§ **Problem requirements**
Pull every line that includes the word "Borders" from the data.

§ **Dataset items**
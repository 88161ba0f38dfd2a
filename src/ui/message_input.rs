//! Message input field rendering.

use ratatui::{
    layout::Rect,
    text::{Line, Span},
    widgets::{Block, Borders, Paragraph},
    Frame,
};
use unicode_width::UnicodeWidthStr;

use crate::domain::message_input_state::MessageInputState;

use super::styles;

const PLACEHOLDER_TEXT: &str = "Type your message here...";

const PROMPT_SYMBOL: &str = "> ";

pub fn render_message_input(frame: &mut Frame<'_>, area: Rect, input_state: &MessageInputState) {
    let inner_width = usize::from(area.width.saturating_sub(2));
    let scroll_x = horizontal_scroll(input_state, inner_width);

    let paragraph = Paragraph::new(build_input_line(input_state))
        .scroll((0, scroll_x))
        .block(
            Block::default()
                .borders(Borders::ALL)
                .border_style(styles::panel_border_style()),
        );
    frame.render_widget(paragraph, area);

    let cursor_offset = cursor_column(input_state).saturating_sub(scroll_x);
    let cursor_x = area
        .x
        .saturating_add(1)
        .saturating_add(cursor_offset);
    frame.set_cursor_position((cursor_x, area.y.saturating_add(1)));
}

fn build_input_line(input_state: &MessageInputState) -> Line<'static> {
    let prompt = Span::styled(PROMPT_SYMBOL.to_owned(), styles::input_prompt_style());

    if input_state.is_empty() {
        Line::from(vec![
            prompt,
            Span::styled(PLACEHOLDER_TEXT.to_owned(), styles::input_placeholder_style()),
        ])
    } else {
        Line::from(vec![
            prompt,
            Span::styled(input_state.text(), styles::input_text_style()),
        ])
    }
}

/// Display column of the cursor, prompt included.
fn cursor_column(input_state: &MessageInputState) -> u16 {
    let width = PROMPT_SYMBOL.width() + input_state.text_before_cursor().width();
    u16::try_from(width).unwrap_or(u16::MAX)
}

/// Scrolls long input so the cursor stays inside the field.
fn horizontal_scroll(input_state: &MessageInputState, inner_width: usize) -> u16 {
    if inner_width == 0 {
        return 0;
    }

    let column = usize::from(cursor_column(input_state));
    let overflow = (column + 1).saturating_sub(inner_width);
    u16::try_from(overflow).unwrap_or(u16::MAX)
}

§ **Exercise output**
    widgets::{Block, Borders, Paragraph},
                .borders(Borders::ALL)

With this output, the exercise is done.